Stiles' Notes on Connecticut Indians

Moose              mowwáu waus[1]                        
Farmington had forts[2] to defend against Indians within mother’s memory, forty, fifty years ago.
Quinnipiac or New Haven purchased of Montowese.  Mr. Prout[3] says he remembers forty Indian men in town in his memory and heard his mother[4] say there were one hundred men in her memory.
. . .
Cataloguing:     416
[1] Williams gives the word moòs sóog “the great Oxe, or rather a red Deere,” by which he means a moose.  Cf. those Natick words proided by Trumbull for “moose” – mɷs, pl. mɷsóog; moòs, pl. moòsúog; (Abenaki) mȢs, pl. mȢsȢk.  Roger Williams, A Key to the Language (105).  James Hammond Trumbull, Natick Dictionary, 297.
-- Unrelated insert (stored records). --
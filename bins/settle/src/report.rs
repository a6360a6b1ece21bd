//! JSON report printed by the runner.

use chrono::{DateTime, Utc};
use divvy_core::ledger::PairwiseBalance;
use divvy_core::{GroupSnapshot, GroupSummary, SettlementEngine};
use divvy_shared::AppResult;
use divvy_shared::types::MemberId;
use serde::Serialize;

/// Group summary plus an optional per-member view.
#[derive(Debug, Serialize)]
pub struct Report {
    /// The group summary, inlined at the top level of the JSON.
    #[serde(flatten)]
    pub summary: GroupSummary,
    /// When the report was produced.
    pub generated_at: DateTime<Utc>,
    /// The viewer's balances, when a viewer was given.
    #[serde(skip_serializing_if = "Option::is_none")]
    pub viewer: Option<ViewerReport>,
}

/// One member's unsettled balances with everyone else.
#[derive(Debug, Serialize)]
pub struct ViewerReport {
    /// The viewing member.
    pub member_id: MemberId,
    /// Unsettled balances with each other member, largest first.
    pub pending: Vec<PairwiseBalance>,
}

impl Report {
    /// Builds the report for `snapshot`, including `viewer`'s balances if given.
    pub fn build(
        engine: &SettlementEngine,
        snapshot: &GroupSnapshot,
        viewer: Option<MemberId>,
    ) -> AppResult<Self> {
        let summary = engine.summarize(snapshot)?;
        let viewer = viewer
            .map(|member_id| -> AppResult<ViewerReport> {
                Ok(ViewerReport {
                    member_id,
                    pending: engine.pending_balances(snapshot, member_id)?,
                })
            })
            .transpose()?;

        Ok(Self {
            summary,
            generated_at: Utc::now(),
            viewer,
        })
    }
}
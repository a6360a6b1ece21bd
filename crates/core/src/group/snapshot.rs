//! Group snapshot and summary report types.

use divvy_shared::types::{GroupId, MemberId};
use rust_decimal::Decimal;
use serde::{Deserialize, Serialize};

use crate::ledger::{Debt, Expense, NetBalance, Settlement};
use crate::settlement::SettlementPlan;

/// Everything known about a group at one point in time.
///
/// Expenses and settlements must be fetched together so the ledger built
/// from them is consistent.
#[derive(Debug, Clone, PartialEq, Eq, Serialize, Deserialize)]
pub struct GroupSnapshot {
    /// The group.
    pub group_id: GroupId,
    /// Current members.
    pub members: Vec<MemberId>,
    /// Every recorded expense.
    #[serde(default)]
    pub expenses: Vec<Expense>,
    /// Every recorded settlement, in any status.
    #[serde(default)]
    pub settlements: Vec<Settlement>,
}

impl GroupSnapshot {
    /// Sum of all expense amounts, saturating at `Decimal::MAX`.
    #[must_use]
    pub fn total_expenses(&self) -> Decimal {
        self.expenses
            .iter()
            .fold(Decimal::ZERO, |total, e| total.saturating_add(e.amount))
    }
}

/// Where a group stands: who owes whom and how to settle it.
#[derive(Debug, Clone, PartialEq, Eq, Serialize, Deserialize)]
pub struct GroupSummary {
    /// The group.
    pub group_id: GroupId,
    /// Number of recorded expenses.
    pub expense_count: usize,
    /// Sum of all expense amounts.
    pub total_expenses: Decimal,
    /// Outstanding pairwise debts.
    pub debts: Vec<Debt>,
    /// Net balance per member, in snapshot member order.
    pub balances: Vec<NetBalance>,
    /// Payments that would settle the group.
    pub plan: SettlementPlan,
}
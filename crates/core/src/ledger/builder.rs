//! Ledger construction from a group's expense and settlement history.

use divvy_shared::types::MemberId;
use rust_decimal::Decimal;
use tracing::{debug, trace};

use super::error::LedgerError;
use super::matrix::DebtLedger;
use super::types::{Expense, Settlement};

/// Builds the pairwise debt ledger for a group snapshot.
///
/// Rules:
/// 1. Every ordered pair of distinct members starts at zero.
/// 2. Each split owed by someone other than the payer adds its amount to
///    what that member owes the payer.
/// 3. Each completed settlement `from -> to` reduces what `from` owes `to`
///    by its amount. Pending and cancelled settlements are skipped.
///
/// Input order does not matter. The ledger is recomputed from scratch on
/// every call; nothing is cached between snapshots.
///
/// # Errors
///
/// Fails fast on the first record that references a member outside
/// `members`, carries a non-positive expense or settlement amount, a
/// negative split, pays a member to themselves, or pushes a balance past
/// what `Decimal` can hold.
pub fn build_ledger(
    members: &[MemberId],
    expenses: &[Expense],
    settlements: &[Settlement],
) -> Result<DebtLedger, LedgerError> {
    let mut ledger = DebtLedger::zeroed(members.iter().copied());

    for expense in expenses {
        apply_expense(&mut ledger, expense)?;
    }

    let mut applied = 0usize;
    for settlement in settlements {
        if !settlement.status.affects_ledger() {
            trace!(
                settlement_id = %settlement.id,
                status = ?settlement.status,
                "Skipping settlement that has not completed"
            );
            continue;
        }
        apply_settlement(&mut ledger, settlement)?;
        applied += 1;
    }

    debug_assert!(ledger.is_skew_symmetric(), "ledger lost skew-symmetry");
    debug!(
        members = ledger.len(),
        expenses = expenses.len(),
        settlements = applied,
        "Built debt ledger"
    );

    Ok(ledger)
}

fn apply_expense(ledger: &mut DebtLedger, expense: &Expense) -> Result<(), LedgerError> {
    if expense.amount <= Decimal::ZERO {
        return Err(LedgerError::NonPositiveExpenseAmount {
            expense_id: expense.id,
            amount: expense.amount,
        });
    }

    let payer = ledger.index_of(expense.paid_by)?;

    for split in &expense.splits {
        if split.amount < Decimal::ZERO {
            return Err(LedgerError::NegativeSplitAmount {
                expense_id: expense.id,
                member_id: split.owed_by,
                amount: split.amount,
            });
        }

        let debtor = ledger.index_of(split.owed_by)?;
        // The payer's own share never creates a debt.
        if debtor != payer {
            ledger.record(debtor, payer, split.amount)?;
        }
    }

    Ok(())
}

fn apply_settlement(ledger: &mut DebtLedger, settlement: &Settlement) -> Result<(), LedgerError> {
    if settlement.from == settlement.to {
        return Err(LedgerError::SelfSettlement(settlement.id));
    }
    if settlement.amount <= Decimal::ZERO {
        return Err(LedgerError::NonPositiveSettlementAmount {
            settlement_id: settlement.id,
            amount: settlement.amount,
        });
    }

    let from = ledger.index_of(settlement.from)?;
    let to = ledger.index_of(settlement.to)?;

    // `from` paid `to`: equivalent to `to` owing `from` that much more.
    ledger.record(to, from, settlement.amount)
}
[2] For protection against Indian hostilities, the English settlers in Farmington, Connecticut built a wooden fort or palisado that stood around their home lots until the late 1670s.  Individual houses were also fortified as places of refuge.  The Tunxis of Farmington had a fort in the open fields at Little Meadow for defense against other Indians as well.  After an attack by the Stockbridge Indians (1658), the Tunxis removed that stronghold to higher ground west of the Pequabuck Meadow where they also “set their wigwams.”  Christopher P. Bickford, Farmington in Connecticut (Phoenix Publishing, 1982), 43, 46.